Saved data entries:
════

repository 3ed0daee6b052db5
pub mod session;
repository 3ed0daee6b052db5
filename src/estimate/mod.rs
pub mod duration;
//! Wire types for the text-analysis collaborator.
//!
//! The backend itself is external; this module owns only the request/response
//! shape and the client-side validation applied before the data reaches the
//! chart or the recorder.

use crate::{
    foundation::error::{ChartcastError, ChartcastResult},
    model::profile::ChartKind,
    model::series::SeriesSet,
};

/// Request body for the analysis endpoint.
#[derive(Clone, Debug, serde::Serialize, serde::Deserialize)]
pub struct AnalyzeRequest {
    /// Free-form text describing the data to visualize.
    pub text: String,
}

/// Successful analysis response.
#[derive(Clone, Debug, serde::Serialize, serde::Deserialize)]
#[serde(rename_all = "camelCase")]
pub struct AnalyzeResponse {
    /// Extracted series, ready for charting.
    pub data_series: SeriesSet,
    /// The chart kind the backend considers the best fit.
    pub recommended_chart_type: ChartKind,
    /// Human-readable rationale for the recommendation.
    pub chart_type_explanation: String,
}

/// Typed error body returned by the analysis endpoint.
#[derive(Clone, Debug, serde::Serialize, serde::Deserialize)]
pub struct AnalyzeErrorBody {
    /// Short error code or message.
    pub error: String,
    /// Optional free-form details.
    #[serde(default, skip_serializing_if = "Option::is_none")]
    pub details: Option<String>,
}

/// Either side of an analysis exchange.
#[derive(Clone, Debug)]
pub enum AnalyzeOutcome {
    /// The backend extracted usable data.
    Success(AnalyzeResponse),
    /// The backend returned its typed error body.
    Failure(AnalyzeErrorBody),
}

impl AnalyzeResponse {
    /// Validate the payload the way the original client does: at least one
    /// data point, every point labelled with a finite value.
    pub fn validate(&self) -> ChartcastResult<()> {
        if self.data_series.is_empty() {
            return Err(ChartcastError::validation(
                "analysis returned no data points; try rephrasing with clearer numerical values",
            ));
        }
        self.data_series.validate()
    }
}

/// Parse a raw response body, distinguishing the success shape from the typed
/// error shape.
pub fn parse_analyze_response(body: &str) -> ChartcastResult<AnalyzeOutcome> {
    if let Ok(err) = serde_json::from_str::<AnalyzeErrorBody>(body) {
        // The error body is the smaller shape; only treat it as an error when
        // the success fields are genuinely absent.
        if serde_json::from_str::<AnalyzeResponse>(body).is_err() {
            return Ok(AnalyzeOutcome::Failure(err));
        }
    }

    let resp: AnalyzeResponse = serde_json::from_str(body).map_err(|e| {
        ChartcastError::validation(format!("malformed analysis response: {e}"))
    })?;
    resp.validate()?;
    Ok(AnalyzeOutcome::Success(resp))
}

════

● WORK TO COMPLETE:
When the line with "pub struct AnalyzeRequest" is reached in the data above, begin copying, and stop after the line with "at least one"; copy each line exactly, both ends included.

● TASK RESPONSE:
pub struct AnalyzeRequest {
    /// Free-form text describing the data to visualize.
    pub text: String,
}

/// Successful analysis response.
#[derive(Clone, Debug, serde::Serialize, serde::Deserialize)]
#[serde(rename_all = "camelCase")]
pub struct AnalyzeResponse {
    /// Extracted series, ready for charting.
    pub data_series: SeriesSet,
    /// The chart kind the backend considers the best fit.
    pub recommended_chart_type: ChartKind,
    /// Human-readable rationale for the recommendation.
    pub chart_type_explanation: String,
}

/// Typed error body returned by the analysis endpoint.
#[derive(Clone, Debug, serde::Serialize, serde::Deserialize)]
pub struct AnalyzeErrorBody {
    /// Short error code or message.
    pub error: String,
    /// Optional free-form details.
    #[serde(default, skip_serializing_if = "Option::is_none")]
    pub details: Option<String>,
}

/// Either side of an analysis exchange.
#[derive(Clone, Debug)]
pub enum AnalyzeOutcome {
    /// The backend extracted usable data.
    Success(AnalyzeResponse),
    /// The backend returned its typed error body.
    Failure(AnalyzeErrorBody),
}

impl AnalyzeResponse {
    /// Validate the payload the way the original client does: at least one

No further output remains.